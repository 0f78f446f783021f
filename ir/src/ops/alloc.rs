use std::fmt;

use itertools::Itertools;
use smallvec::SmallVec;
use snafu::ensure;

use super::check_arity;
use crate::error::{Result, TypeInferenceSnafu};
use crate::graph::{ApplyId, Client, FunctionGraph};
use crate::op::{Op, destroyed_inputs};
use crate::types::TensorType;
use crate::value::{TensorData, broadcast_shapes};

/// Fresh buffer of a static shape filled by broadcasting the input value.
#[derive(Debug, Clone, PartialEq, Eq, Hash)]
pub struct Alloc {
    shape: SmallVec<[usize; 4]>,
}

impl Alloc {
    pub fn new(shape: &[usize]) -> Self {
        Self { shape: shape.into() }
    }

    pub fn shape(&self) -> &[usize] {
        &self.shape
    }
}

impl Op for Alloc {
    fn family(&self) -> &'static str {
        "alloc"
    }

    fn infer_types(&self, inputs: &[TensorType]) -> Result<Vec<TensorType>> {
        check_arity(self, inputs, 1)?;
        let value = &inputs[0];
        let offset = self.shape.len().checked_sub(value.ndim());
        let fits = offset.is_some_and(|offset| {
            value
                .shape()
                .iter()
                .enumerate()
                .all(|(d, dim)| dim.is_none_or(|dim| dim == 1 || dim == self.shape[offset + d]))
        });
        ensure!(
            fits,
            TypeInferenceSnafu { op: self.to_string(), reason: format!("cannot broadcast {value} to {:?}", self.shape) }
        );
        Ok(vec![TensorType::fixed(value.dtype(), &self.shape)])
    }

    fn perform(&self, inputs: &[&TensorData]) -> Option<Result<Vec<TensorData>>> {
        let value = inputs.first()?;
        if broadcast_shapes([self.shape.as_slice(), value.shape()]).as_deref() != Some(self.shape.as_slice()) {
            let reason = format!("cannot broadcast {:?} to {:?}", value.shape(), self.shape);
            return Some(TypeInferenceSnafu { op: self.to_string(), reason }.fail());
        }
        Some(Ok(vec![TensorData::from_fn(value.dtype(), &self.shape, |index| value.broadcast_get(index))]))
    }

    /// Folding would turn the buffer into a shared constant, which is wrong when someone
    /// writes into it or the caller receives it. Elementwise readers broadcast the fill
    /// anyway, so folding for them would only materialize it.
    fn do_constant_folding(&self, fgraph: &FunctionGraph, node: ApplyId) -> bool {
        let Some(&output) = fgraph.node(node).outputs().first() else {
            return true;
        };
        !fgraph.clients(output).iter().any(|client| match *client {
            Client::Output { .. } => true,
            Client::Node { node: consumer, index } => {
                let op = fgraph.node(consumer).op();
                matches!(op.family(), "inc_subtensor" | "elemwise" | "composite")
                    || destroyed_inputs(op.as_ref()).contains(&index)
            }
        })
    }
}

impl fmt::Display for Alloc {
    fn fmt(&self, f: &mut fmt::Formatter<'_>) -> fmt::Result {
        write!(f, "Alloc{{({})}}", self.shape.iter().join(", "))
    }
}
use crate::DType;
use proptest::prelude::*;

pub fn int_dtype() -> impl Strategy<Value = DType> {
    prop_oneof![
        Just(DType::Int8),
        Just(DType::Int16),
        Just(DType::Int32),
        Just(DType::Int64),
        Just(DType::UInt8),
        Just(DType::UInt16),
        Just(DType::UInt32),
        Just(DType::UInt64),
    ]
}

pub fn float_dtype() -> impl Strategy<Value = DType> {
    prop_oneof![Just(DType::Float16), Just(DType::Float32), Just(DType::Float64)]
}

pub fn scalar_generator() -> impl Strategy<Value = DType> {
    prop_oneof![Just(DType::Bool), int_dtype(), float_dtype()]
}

__EXERCISE REQUIREMENTS__
Could you work out how many lines in the material contain the word "cannot"? Reply with the number only.

__EXERCISE RESPONSE__
2